Für die Mehrheit der evangelikalen Gemeinden teilt er diesen Optimismus allerdings nicht. Zu tief sitzt bei ihm der Eindruck einer jahrzehntelangen Stagnation bei anderen sexuellen Themen. "Wenn sich die Evangelikalen bei Themen wie Masturbation jahrzehntelang nicht weiterentwickelt haben, warum sollte es dann bei Queerness anders sein", fragt er kritisch.
Eine neue religiöse Heimat
Nach Jahren der Ausgrenzung und des Schweigens in der evangelikalen Freikirche hat José in der evangelischen Kirche eine neue religiöse Heimat gefunden – und mit ihr ein völlig neues Verständnis des Glaubens.

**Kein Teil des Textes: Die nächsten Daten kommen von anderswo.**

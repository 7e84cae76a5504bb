#![warn(missing_docs)]
//! Deterministic testing surfaces for gaze interaction: recording sinks,
//! event journals and a fixed-rate tick harness.

mod harness;
mod journal;
mod reticle;

pub use harness::*;
pub use journal::*;
pub use reticle::*;
//! End-to-end gaze scenarios driven at the fixed tick rate.

use gazekit_camera::Camera;
use gazekit_core::{InteractorId, ObjectId, SimClock, SimTime, DEFAULT_TICK_RATE};
use gazekit_interaction::{
    Interactable, InteractableConfig, InteractableSet, Interactor, InteractorConfig, TickOutcome,
};
use gazekit_physics::{Aabb, Collider, ColliderSet, LayerMask, Ray};
use gazekit_testkit::{
    frame_at, run_ticks, EventJournal, JournalKind, RecordingProvider, RecordingReticle,
};
use glam::Vec3;
use std::cell::Cell;
use std::time::Duration;

const A: ObjectId = ObjectId(1);
const B: ObjectId = ObjectId(2);
const WALL: ObjectId = ObjectId(3);
const GAZE: InteractorId = InteractorId(0);

struct World {
    colliders: ColliderSet,
    targets: InteractableSet,
    interactor: Interactor,
    reticle: RecordingReticle,
    journal: EventJournal,
}

impl World {
    /// A ahead along -Z, B to the right along +X, a bare wall overhead.
    fn new(interactor: InteractorConfig, interactable: InteractableConfig) -> Self {
        let mut colliders = ColliderSet::new();
        colliders.insert(
            A,
            Collider::new(Aabb::from_center_size(Vec3::new(0.0, 0.0, -4.0), Vec3::ONE)),
        );
        colliders.insert(
            B,
            Collider::new(Aabb::from_center_size(Vec3::new(4.0, 0.0, 0.0), Vec3::ONE)),
        );
        colliders.insert(
            WALL,
            Collider::new(Aabb::from_center_size(
                Vec3::new(0.0, 6.0, 0.0),
                Vec3::new(10.0, 1.0, 10.0),
            )),
        );

        let journal = EventJournal::new();
        let mut targets = InteractableSet::new();
        for object in [A, B] {
            let mut target =
                Interactable::attach(object, &interactable, &colliders).expect("collider exists");
            journal.attach(&mut target);
            targets.insert(target);
        }

        let provider = RecordingProvider::with_assets(["reticle"]);
        let interactor = Interactor::new(GAZE, interactor, &provider).expect("valid interactor");
        Self {
            colliders,
            targets,
            interactor,
            reticle: provider.reticle().clone(),
            journal,
        }
    }

    fn look(&mut self, now: SimTime, direction: Vec3) -> TickOutcome {
        let outcome = self.interactor.tick(
            now,
            &Ray::new(Vec3::ZERO, direction),
            &self.colliders,
            &mut self.targets,
        );
        self.targets.update(now);
        outcome
    }
}

fn secs(s: f64) -> SimTime {
    SimTime::from_secs_f64(s)
}

fn one_second() -> InteractorConfig {
    InteractorConfig::default().with_time_to_activate(Duration::from_secs(1))
}

#[derive(Debug, Clone, Copy)]
struct Frame {
    outcome: TickOutcome,
    progress: f32,
    activations: usize,
}

#[test]
fn dwell_reaches_activation_at_one_second() {
    let mut world = World::new(one_second(), InteractableConfig::default());
    let mut clock = SimClock::with_rate(DEFAULT_TICK_RATE);
    let last = Cell::new(TickOutcome::Miss);

    let frames = run_ticks(
        &mut clock,
        31,
        &mut world,
        |_, now, world| last.set(world.look(now, Vec3::NEG_Z)),
        |_, world| Frame {
            outcome: last.get(),
            progress: world.interactor.progress(),
            activations: world.journal.count(A, JournalKind::Activated),
        },
    );

    let start = frame_at(&frames, secs(0.0)).expect("t=0");
    assert_eq!(start.snapshot.outcome, TickOutcome::Entered);
    assert_eq!(start.snapshot.progress, 0.0);

    let half = frame_at(&frames, secs(0.5)).expect("t=0.5");
    assert!((half.snapshot.progress - 0.5).abs() < 1e-6);
    assert_eq!(half.snapshot.activations, 0);

    let done = frame_at(&frames, secs(1.0)).expect("t=1.0");
    assert_eq!(done.snapshot.outcome, TickOutcome::Activated);
    assert_eq!(done.snapshot.progress, 1.0);
    assert_eq!(done.snapshot.activations, 1);

    let later = frame_at(&frames, secs(1.5)).expect("t=1.5");
    assert_eq!(later.snapshot.outcome, TickOutcome::Stayed);
    assert_eq!(later.snapshot.activations, 1);

    let progress = world.reticle.progress_values();
    assert!(progress.windows(2).all(|pair| pair[1] >= pair[0]));
}

#[test]
fn direct_switch_exits_old_target_and_enters_new() {
    let mut world = World::new(
        one_second(),
        InteractableConfig::default().with_exit_delay(Duration::ZERO),
    );
    world.look(secs(0.0), Vec3::NEG_Z);
    world.journal.clear();

    assert_eq!(world.look(secs(0.05), Vec3::X), TickOutcome::Entered);
    assert_eq!(world.interactor.current_target(), Some(B));
    assert_eq!(world.journal.transitions(A), vec![JournalKind::Exit, JournalKind::ToggleOff]);
    assert_eq!(world.journal.transitions(B), vec![JournalKind::Enter, JournalKind::ToggleOn]);
}

#[test]
fn switch_away_from_inactive_host_exits_before_entering() {
    let mut world = World::new(one_second(), InteractableConfig::default());
    world.look(secs(0.0), Vec3::NEG_Z);
    world
        .targets
        .get_mut(A)
        .expect("A")
        .set_active_in_hierarchy(false);
    world.journal.clear();

    world.look(secs(0.05), Vec3::X);
    let order: Vec<_> = world
        .journal
        .entries()
        .into_iter()
        .filter(|entry| matches!(entry.kind, JournalKind::Exit | JournalKind::Enter))
        .map(|entry| (entry.object, entry.kind))
        .collect();
    assert_eq!(order, vec![(A, JournalKind::Exit), (B, JournalKind::Enter)]);
}

#[test]
fn reentry_within_grace_window_cancels_exit() {
    let mut world = World::new(
        one_second(),
        InteractableConfig::default().with_exit_delay(Duration::from_secs(1)),
    );
    world.look(secs(0.0), Vec3::NEG_Z);
    world.look(secs(1.0), Vec3::NEG_Z);
    assert!(world.targets.get(A).expect("A").is_activated());

    assert_eq!(world.look(secs(1.0), Vec3::NEG_Y), TickOutcome::Miss);
    assert!(world.targets.get(A).expect("A").has_pending_exit());

    assert_eq!(world.look(secs(1.5), Vec3::NEG_Z), TickOutcome::Entered);
    for t in [2.0, 2.5, 3.0] {
        world.look(secs(t), Vec3::NEG_Z);
    }

    assert_eq!(world.journal.count(A, JournalKind::Exit), 0);
    assert_eq!(world.journal.count(A, JournalKind::Activated), 1);
    assert!(world.targets.get(A).expect("A").is_activated());
}

#[test]
fn losing_gaze_exits_exactly_once_after_delay() {
    let mut world = World::new(
        one_second(),
        InteractableConfig::default().with_exit_delay(Duration::from_millis(100)),
    );
    world.look(secs(0.0), Vec3::NEG_Z);
    assert_eq!(world.reticle.is_enabled(), Some(true));
    world.look(secs(0.05), Vec3::NEG_Y);
    assert_eq!(world.interactor.current_target(), None);
    assert_eq!(world.reticle.is_enabled(), Some(false));
    assert_eq!(world.journal.count(A, JournalKind::Exit), 0);

    for t in [0.1, 0.15, 0.2, 0.25] {
        assert_eq!(world.look(secs(t), Vec3::NEG_Y), TickOutcome::Miss);
    }
    assert_eq!(world.journal.count(A, JournalKind::Exit), 1);
}

#[test]
fn deactivated_host_exits_immediately_and_stops_hits() {
    let mut world = World::new(one_second(), InteractableConfig::default());
    world.look(secs(0.0), Vec3::NEG_Z);

    assert!(world.targets.set_object_active(A, false, &mut world.colliders));
    assert_eq!(world.look(secs(0.05), Vec3::NEG_Z), TickOutcome::Miss);
    assert_eq!(world.journal.count(A, JournalKind::Exit), 1);

    for t in [0.1, 0.5, 1.0] {
        world.look(secs(t), Vec3::NEG_Z);
    }
    assert_eq!(world.journal.count(A, JournalKind::Exit), 1);
    assert_eq!(world.journal.count(A, JournalKind::Activated), 0);
}

#[test]
fn deactivating_during_grace_window_flushes_exit() {
    let mut world = World::new(
        one_second(),
        InteractableConfig::default().with_exit_delay(Duration::from_secs(1)),
    );
    world.look(secs(0.0), Vec3::NEG_Z);
    world.look(secs(0.05), Vec3::NEG_Y);
    assert_eq!(world.journal.count(A, JournalKind::Exit), 0);

    world.targets.set_object_active(A, false, &mut world.colliders);
    assert_eq!(world.journal.count(A, JournalKind::Exit), 1);

    world.targets.set_object_active(A, true, &mut world.colliders);
    world.look(secs(2.0), Vec3::NEG_Y);
    assert_eq!(world.journal.count(A, JournalKind::Exit), 1);
}

#[test]
fn repeated_reset_without_target_is_silent() {
    let mut world = World::new(
        one_second(),
        InteractableConfig::default().with_exit_delay(Duration::ZERO),
    );
    world.look(secs(0.0), Vec3::NEG_Z);
    world.interactor.reset(secs(0.05), &mut world.targets);
    world.interactor.reset(secs(0.05), &mut world.targets);
    world.targets.update(secs(0.05));
    world.interactor.reset(secs(0.1), &mut world.targets);
    world.targets.update(secs(0.1));

    assert_eq!(world.journal.count(A, JournalKind::Exit), 1);
    assert_eq!(world.reticle.last_progress(), Some(0.0));
}

#[test]
fn non_interactable_hit_shows_reticle_without_target() {
    let mut world = World::new(one_second(), InteractableConfig::default());
    assert_eq!(world.look(secs(0.0), Vec3::Y), TickOutcome::NotInteractable);
    assert_eq!(world.interactor.current_target(), None);
    assert_eq!(world.reticle.last_target(), Some(WALL));
    assert_eq!(world.reticle.is_enabled(), Some(true));
    assert!(world.journal.entries().is_empty());
}

#[test]
fn too_close_hides_reticle() {
    let mut world = World::new(
        one_second().with_range(5.0, 100.0),
        InteractableConfig::default(),
    );
    assert_eq!(world.look(secs(0.0), Vec3::NEG_Z), TickOutcome::TooClose);
    assert_eq!(world.reticle.is_enabled(), Some(false));
    assert!(world.journal.entries().is_empty());
}

#[test]
fn ignored_layer_is_transparent_to_gaze() {
    let mut world = World::new(one_second(), InteractableConfig::default());
    if let Some(collider) = world.colliders.get_mut(A) {
        collider.layer = LayerMask::IGNORE_RAYCAST;
    }
    assert_eq!(world.look(secs(0.0), Vec3::NEG_Z), TickOutcome::Miss);
    assert_eq!(world.journal.count(A, JournalKind::Enter), 0);
}

#[test]
fn camera_gaze_drives_the_interactor() {
    let mut world = World::new(one_second(), InteractableConfig::default());
    let mut camera = Camera::new(Vec3::ZERO);
    camera.look_at(Vec3::new(0.0, 0.0, -4.0));

    let outcome = world.interactor.tick(
        SimTime::ZERO,
        &camera.gaze_ray(),
        &world.colliders,
        &mut world.targets,
    );
    assert_eq!(outcome, TickOutcome::Entered);
    assert_eq!(world.interactor.current_target(), Some(A));
}
//! Interactables keyed by their host object.

use crate::interactable::Interactable;
use gazekit_core::{ObjectId, SimTime};
use gazekit_physics::HitTestGeometry;
use std::collections::BTreeMap;
use tracing::warn;

/// Registry the interactor resolves raycast hits against.
///
/// Owns the interactables; interactors only ever hold [`ObjectId`]s.
#[derive(Debug, Default)]
pub struct InteractableSet {
    items: BTreeMap<ObjectId, Interactable>,
}

impl InteractableSet {
    /// Create an empty set.
    pub fn new() -> Self {
        Self::default()
    }

    /// Insert (or replace) the interactable for its host object.
    pub fn insert(&mut self, interactable: Interactable) -> Option<Interactable> {
        self.items.insert(interactable.object(), interactable)
    }

    /// Remove the interactable hosted by `object`, dropping any pending exit with it.
    pub fn remove(&mut self, object: ObjectId) -> Option<Interactable> {
        self.items.remove(&object)
    }

    /// Whether `object` hosts an interactable.
    pub fn contains(&self, object: ObjectId) -> bool {
        self.items.contains_key(&object)
    }

    /// Shared access.
    pub fn get(&self, object: ObjectId) -> Option<&Interactable> {
        self.items.get(&object)
    }

    /// Mutable access, e.g. to subscribe to events.
    pub fn get_mut(&mut self, object: ObjectId) -> Option<&mut Interactable> {
        self.items.get_mut(&object)
    }

    /// Resolve the interaction capability of a hit object, if it has one.
    pub fn lookup(&mut self, object: ObjectId) -> Option<&mut Interactable> {
        self.get_mut(object)
    }

    /// Number of interactables.
    pub fn len(&self) -> usize {
        self.items.len()
    }

    /// Whether the set is empty.
    pub fn is_empty(&self) -> bool {
        self.items.is_empty()
    }

    /// Iterate in object order.
    pub fn iter(&self) -> impl Iterator<Item = &Interactable> {
        self.items.values()
    }

    /// Drive every deferred exit. Returns how many exits fired.
    ///
    /// Call once per tick, after the interactor, on the same thread.
    pub fn update(&mut self, now: SimTime) -> usize {
        self.items
            .values_mut()
            .map(|interactable| interactable.update(now))
            .filter(|fired| *fired)
            .count()
    }

    /// Mirror a host hierarchy change onto both the collider and the interactable.
    ///
    /// Returns `false`, changing nothing, when `object` has no interactable
    /// or its collider is gone.
    pub fn set_object_active<G>(&mut self, object: ObjectId, active: bool, geometry: &mut G) -> bool
    where
        G: HitTestGeometry + ?Sized,
    {
        let Some(interactable) = self.items.get_mut(&object) else {
            return false;
        };
        if !geometry.set_collider_enabled(object, active) {
            warn!(%object, active, "host has no collider, hierarchy change ignored");
            return false;
        }
        interactable.set_active_in_hierarchy(active);
        true
    }
}
//! Stable identifiers for scene objects and gaze interactors.

use serde::{Deserialize, Serialize};
use std::fmt;

/// Identity of a scene object that may host a collider and an interactable.
#[derive(Debug, Clone, Copy, PartialEq, Eq, Hash, PartialOrd, Ord, Serialize, Deserialize)]
pub struct ObjectId(pub u64);

impl fmt::Display for ObjectId {
    fn fmt(&self, f: &mut fmt::Formatter<'_>) -> fmt::Result {
        write!(f, "object#{}", self.0)
    }
}

/// Identity of a gaze interactor (one per viewer).
#[derive(Debug, Clone, Copy, PartialEq, Eq, Hash, PartialOrd, Ord, Serialize, Deserialize)]
pub struct InteractorId(pub u32);

impl fmt::Display for InteractorId {
    fn fmt(&self, f: &mut fmt::Formatter<'_>) -> fmt::Result {
        write!(f, "interactor#{}", self.0)
    }
}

Das Besondere an seiner neuen Kirche sei der offene und respektvolle Kommunikationsstil.
"Ich merke jetzt, wie oft es in evangelikalen Kreisen vorkam, dass Fragen einfach unbeantwortet blieben. Als wäre die Frage nie gestellt worden, als gäbe es die Person gar nicht", beschreibt er rückblickend. In seiner neuen Gemeinde sei das anders: "Hier bekomme ich Antworten - nicht immer die, die ich mir wünsche, aber sie sind nachvollziehbar, respektvoll und ehrlich. Man redet miteinander und nimmt sich ernst.
Besonders wichtig ist José, dass er in seiner neuen Kirche Kritik äußern kann, ohne sich schlecht zu fühlen.
"Ich kann sagen: Unsere Kirche ist nicht queerfreundlich genug, nicht kinderfreundlich genug oder nicht ausländerfreundlich genug - und keiner sieht mich deswegen als Gefahr."
Diese Freiheit ermöglicht es ihm, seinen Glauben authentisch zu leben. Auch das Gebet hat er in diesem neuen Umfeld für sich wiederentdeckt. Während es in evangelikalen Kreisen oft als "emotionale Waffe" eingesetzt worden sei, sei es nun etwas Persönliches und Kraftvolles geworden. "Das Gebet wird nicht benutzt, um Menschen zurechtzuweisen oder Entscheidungen zu verurteilen, wie es in evangelikalen Kreisen der Fall ist. Ich entdecke das Gebet neu."
Wenn Queerness und Glaube Nächstenliebe leben
Diese neue Art, seinen Glauben zu leben und zu verstehen, teilt José, indem er im Organisationsteam von queeren Gottesdiensten mitarbeitet. Diese Gottesdienste folgen einer klassischen liturgischen Struktur, sind aber mit modernen Elementen angereichert: Popmusik, Lichtinstallationen mit queeren Flaggen und Segnungsstationen, an denen die Teilnehmenden selbst entscheiden können, ob und wie sie gesegnet werden möchten.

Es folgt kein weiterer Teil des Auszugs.